◆ **Required work**
Would you restate the entries below word for word, starting at the first line and ending with the one that has "exact command sequence."?
======== Data records
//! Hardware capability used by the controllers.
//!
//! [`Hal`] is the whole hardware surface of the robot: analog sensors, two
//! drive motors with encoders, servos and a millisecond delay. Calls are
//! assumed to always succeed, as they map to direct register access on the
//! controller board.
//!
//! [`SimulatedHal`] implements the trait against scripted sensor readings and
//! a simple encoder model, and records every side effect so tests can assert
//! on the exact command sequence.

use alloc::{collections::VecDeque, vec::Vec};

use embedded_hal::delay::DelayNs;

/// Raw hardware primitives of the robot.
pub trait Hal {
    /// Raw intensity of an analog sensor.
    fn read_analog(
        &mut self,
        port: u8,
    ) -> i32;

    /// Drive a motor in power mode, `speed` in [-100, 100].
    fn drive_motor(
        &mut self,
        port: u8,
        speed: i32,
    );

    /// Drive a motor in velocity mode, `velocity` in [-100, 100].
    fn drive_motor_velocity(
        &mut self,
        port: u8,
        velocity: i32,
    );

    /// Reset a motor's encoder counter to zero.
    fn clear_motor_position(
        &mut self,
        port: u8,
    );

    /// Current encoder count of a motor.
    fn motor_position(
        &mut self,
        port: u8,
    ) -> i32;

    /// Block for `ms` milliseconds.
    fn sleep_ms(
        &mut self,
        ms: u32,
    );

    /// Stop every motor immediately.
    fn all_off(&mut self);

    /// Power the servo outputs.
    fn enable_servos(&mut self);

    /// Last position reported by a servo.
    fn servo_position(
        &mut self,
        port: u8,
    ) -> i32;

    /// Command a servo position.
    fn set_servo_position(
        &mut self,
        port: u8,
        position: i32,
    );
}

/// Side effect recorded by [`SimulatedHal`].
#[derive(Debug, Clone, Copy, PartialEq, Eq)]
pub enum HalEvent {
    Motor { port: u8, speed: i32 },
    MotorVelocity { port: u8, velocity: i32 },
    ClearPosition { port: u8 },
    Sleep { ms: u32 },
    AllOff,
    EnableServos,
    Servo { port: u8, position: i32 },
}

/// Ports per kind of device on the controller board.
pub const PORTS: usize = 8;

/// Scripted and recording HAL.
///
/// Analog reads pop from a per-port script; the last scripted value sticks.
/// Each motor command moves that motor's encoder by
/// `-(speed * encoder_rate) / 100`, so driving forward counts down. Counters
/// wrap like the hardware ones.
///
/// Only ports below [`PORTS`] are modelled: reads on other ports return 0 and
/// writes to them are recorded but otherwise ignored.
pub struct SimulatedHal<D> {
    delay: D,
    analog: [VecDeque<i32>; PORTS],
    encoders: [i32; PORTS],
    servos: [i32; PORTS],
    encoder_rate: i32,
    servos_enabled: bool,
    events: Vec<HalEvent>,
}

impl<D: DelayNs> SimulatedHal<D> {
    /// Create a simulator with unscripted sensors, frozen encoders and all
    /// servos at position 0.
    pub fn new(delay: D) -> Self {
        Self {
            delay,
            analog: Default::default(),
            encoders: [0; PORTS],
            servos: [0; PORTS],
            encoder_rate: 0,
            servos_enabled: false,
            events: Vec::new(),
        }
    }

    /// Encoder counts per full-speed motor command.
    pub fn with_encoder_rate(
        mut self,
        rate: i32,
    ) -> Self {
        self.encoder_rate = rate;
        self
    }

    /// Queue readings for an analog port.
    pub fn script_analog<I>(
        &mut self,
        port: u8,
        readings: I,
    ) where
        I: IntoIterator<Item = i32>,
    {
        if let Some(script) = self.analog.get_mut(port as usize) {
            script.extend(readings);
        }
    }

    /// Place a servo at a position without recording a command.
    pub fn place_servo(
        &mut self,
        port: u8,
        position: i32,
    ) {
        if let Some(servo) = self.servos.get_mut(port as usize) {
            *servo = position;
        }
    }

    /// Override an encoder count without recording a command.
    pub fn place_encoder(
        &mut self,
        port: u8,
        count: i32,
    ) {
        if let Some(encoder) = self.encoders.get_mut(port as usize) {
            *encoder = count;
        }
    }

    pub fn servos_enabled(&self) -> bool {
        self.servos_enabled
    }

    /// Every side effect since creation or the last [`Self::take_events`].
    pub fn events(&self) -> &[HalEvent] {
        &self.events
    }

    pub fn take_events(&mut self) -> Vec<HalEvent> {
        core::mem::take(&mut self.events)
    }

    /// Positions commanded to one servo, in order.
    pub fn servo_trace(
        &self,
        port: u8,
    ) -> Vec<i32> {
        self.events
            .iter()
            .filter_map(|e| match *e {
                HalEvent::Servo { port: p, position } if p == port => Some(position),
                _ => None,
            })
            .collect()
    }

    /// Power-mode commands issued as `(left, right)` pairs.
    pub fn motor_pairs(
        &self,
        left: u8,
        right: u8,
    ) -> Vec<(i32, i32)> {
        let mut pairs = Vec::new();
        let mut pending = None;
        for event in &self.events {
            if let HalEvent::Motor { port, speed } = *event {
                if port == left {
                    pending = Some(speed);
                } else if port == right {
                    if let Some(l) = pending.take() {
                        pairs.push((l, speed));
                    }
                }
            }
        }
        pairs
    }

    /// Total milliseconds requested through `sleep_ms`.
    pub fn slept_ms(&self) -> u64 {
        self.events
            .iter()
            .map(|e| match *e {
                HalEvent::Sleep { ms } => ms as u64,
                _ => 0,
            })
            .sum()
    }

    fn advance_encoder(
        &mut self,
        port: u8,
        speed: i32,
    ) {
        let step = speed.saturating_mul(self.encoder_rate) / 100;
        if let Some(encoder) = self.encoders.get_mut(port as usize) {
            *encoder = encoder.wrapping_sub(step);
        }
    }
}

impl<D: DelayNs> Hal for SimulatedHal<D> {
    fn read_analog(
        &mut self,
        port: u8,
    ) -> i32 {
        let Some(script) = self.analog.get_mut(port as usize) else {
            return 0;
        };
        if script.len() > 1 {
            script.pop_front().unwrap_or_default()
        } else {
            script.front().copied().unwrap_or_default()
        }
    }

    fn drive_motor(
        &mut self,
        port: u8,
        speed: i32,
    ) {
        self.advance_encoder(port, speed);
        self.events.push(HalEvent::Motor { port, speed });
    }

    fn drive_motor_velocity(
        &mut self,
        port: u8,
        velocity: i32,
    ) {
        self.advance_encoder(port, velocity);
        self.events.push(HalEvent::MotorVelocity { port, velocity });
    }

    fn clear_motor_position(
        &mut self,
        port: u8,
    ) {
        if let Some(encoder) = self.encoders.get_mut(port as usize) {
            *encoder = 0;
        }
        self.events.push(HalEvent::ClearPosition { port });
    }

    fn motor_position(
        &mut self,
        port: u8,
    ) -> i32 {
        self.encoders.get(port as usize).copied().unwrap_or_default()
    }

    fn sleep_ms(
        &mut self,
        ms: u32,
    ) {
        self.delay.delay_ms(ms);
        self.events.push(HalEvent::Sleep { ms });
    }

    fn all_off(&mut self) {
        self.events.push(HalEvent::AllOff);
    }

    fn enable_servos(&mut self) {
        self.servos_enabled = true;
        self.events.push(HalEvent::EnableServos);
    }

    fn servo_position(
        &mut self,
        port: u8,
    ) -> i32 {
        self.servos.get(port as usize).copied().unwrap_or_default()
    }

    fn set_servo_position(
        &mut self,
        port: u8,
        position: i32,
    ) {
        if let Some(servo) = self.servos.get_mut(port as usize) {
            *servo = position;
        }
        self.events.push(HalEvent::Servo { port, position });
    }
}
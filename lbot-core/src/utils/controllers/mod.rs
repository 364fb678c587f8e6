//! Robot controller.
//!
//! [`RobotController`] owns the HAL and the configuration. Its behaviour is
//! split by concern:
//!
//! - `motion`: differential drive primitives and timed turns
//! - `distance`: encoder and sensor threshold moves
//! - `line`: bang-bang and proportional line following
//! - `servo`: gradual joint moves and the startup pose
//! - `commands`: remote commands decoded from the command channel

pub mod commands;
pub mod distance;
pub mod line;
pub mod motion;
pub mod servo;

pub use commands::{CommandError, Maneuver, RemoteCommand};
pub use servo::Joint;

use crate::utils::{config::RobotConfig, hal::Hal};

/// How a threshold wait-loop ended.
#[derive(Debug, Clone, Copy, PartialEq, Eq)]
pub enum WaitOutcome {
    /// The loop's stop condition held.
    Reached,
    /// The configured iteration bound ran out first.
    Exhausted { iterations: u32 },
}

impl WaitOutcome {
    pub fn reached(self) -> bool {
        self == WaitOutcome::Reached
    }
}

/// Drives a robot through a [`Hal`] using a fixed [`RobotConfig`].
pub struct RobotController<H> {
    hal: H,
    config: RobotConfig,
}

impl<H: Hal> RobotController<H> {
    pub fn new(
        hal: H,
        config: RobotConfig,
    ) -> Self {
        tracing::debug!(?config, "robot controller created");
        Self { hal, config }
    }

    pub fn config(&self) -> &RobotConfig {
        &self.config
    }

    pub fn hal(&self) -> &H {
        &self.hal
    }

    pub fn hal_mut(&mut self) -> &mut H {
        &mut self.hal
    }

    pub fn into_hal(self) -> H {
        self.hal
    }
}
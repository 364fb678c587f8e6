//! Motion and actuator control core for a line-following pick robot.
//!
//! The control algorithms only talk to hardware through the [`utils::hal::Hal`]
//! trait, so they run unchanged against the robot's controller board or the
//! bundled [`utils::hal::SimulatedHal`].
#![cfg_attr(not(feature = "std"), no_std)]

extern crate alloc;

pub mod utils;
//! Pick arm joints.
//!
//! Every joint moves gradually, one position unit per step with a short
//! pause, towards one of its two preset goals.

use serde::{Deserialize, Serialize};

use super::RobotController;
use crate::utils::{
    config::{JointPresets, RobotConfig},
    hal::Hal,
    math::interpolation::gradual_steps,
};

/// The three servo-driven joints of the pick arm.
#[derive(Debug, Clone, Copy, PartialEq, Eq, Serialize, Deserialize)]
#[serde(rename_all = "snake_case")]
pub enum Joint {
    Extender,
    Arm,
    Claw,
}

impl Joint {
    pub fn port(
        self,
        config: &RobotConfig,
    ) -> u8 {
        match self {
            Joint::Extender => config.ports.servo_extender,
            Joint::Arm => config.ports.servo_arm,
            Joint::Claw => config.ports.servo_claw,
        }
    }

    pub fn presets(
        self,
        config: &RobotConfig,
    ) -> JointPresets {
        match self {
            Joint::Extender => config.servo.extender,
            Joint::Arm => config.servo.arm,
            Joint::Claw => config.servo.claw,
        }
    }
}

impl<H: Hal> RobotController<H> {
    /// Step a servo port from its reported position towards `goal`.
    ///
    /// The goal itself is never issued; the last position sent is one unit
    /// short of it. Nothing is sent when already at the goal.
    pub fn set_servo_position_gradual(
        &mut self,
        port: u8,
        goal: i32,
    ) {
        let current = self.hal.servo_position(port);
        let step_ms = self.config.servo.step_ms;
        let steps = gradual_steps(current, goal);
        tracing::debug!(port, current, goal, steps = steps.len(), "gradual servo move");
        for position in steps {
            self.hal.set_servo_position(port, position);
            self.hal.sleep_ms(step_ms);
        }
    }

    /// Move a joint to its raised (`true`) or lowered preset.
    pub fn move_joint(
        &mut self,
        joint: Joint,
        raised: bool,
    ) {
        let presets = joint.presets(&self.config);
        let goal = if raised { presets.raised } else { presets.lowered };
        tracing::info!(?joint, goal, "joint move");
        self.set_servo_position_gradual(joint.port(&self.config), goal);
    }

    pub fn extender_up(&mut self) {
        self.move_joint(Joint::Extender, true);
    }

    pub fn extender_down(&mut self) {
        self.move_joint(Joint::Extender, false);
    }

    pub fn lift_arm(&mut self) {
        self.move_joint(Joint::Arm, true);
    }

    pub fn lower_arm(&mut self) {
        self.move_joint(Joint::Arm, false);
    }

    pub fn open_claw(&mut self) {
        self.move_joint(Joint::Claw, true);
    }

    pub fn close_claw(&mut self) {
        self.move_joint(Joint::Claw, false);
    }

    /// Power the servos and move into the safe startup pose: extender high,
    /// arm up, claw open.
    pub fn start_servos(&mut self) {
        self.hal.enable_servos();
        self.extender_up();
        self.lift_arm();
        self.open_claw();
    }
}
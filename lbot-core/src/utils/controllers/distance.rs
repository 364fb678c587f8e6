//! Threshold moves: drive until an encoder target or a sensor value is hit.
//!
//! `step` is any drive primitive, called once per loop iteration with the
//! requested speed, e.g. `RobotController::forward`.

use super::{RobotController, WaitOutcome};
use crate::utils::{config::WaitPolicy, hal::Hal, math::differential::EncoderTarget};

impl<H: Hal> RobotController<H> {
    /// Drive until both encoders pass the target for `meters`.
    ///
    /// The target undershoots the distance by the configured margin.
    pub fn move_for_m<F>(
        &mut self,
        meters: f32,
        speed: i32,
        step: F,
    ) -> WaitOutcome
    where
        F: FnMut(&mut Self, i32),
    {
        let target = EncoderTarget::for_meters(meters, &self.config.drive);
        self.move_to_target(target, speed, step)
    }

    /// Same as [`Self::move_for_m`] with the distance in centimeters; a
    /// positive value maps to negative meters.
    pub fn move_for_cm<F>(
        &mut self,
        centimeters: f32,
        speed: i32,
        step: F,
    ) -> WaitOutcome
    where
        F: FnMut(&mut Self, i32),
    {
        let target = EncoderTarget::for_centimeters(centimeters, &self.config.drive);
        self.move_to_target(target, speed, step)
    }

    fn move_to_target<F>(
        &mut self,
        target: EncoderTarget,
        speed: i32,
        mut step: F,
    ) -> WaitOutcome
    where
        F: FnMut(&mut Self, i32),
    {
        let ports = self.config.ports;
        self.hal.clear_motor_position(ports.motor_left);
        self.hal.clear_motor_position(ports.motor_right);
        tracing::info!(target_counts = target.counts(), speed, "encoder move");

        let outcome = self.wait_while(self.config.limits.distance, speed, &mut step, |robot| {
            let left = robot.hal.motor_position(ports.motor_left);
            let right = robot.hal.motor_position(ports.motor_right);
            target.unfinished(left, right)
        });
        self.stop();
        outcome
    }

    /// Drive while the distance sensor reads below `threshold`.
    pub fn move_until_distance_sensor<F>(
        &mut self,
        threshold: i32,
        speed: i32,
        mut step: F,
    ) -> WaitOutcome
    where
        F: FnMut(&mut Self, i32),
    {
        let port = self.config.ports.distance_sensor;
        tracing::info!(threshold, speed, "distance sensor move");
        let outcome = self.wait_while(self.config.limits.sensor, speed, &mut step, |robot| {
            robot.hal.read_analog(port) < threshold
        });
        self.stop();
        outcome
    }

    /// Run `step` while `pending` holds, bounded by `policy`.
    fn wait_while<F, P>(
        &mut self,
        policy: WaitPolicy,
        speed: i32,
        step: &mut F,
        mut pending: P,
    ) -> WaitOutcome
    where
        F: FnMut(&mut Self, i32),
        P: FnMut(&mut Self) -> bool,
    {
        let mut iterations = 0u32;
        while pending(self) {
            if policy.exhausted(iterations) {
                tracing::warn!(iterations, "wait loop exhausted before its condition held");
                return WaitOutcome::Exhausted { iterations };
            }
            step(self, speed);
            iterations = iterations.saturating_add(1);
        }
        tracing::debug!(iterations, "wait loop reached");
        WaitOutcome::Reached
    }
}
================
◆ **Result below**
//! Hardware capability used by the controllers.
//!
//! [`Hal`] is the whole hardware surface of the robot: analog sensors, two
//! drive motors with encoders, servos and a millisecond delay. Calls are
//! assumed to always succeed, as they map to direct register access on the
//! controller board.
//!
//! [`SimulatedHal`] implements the trait against scripted sensor readings and
//! a simple encoder model, and records every side effect so tests can assert
//! on the exact command sequence.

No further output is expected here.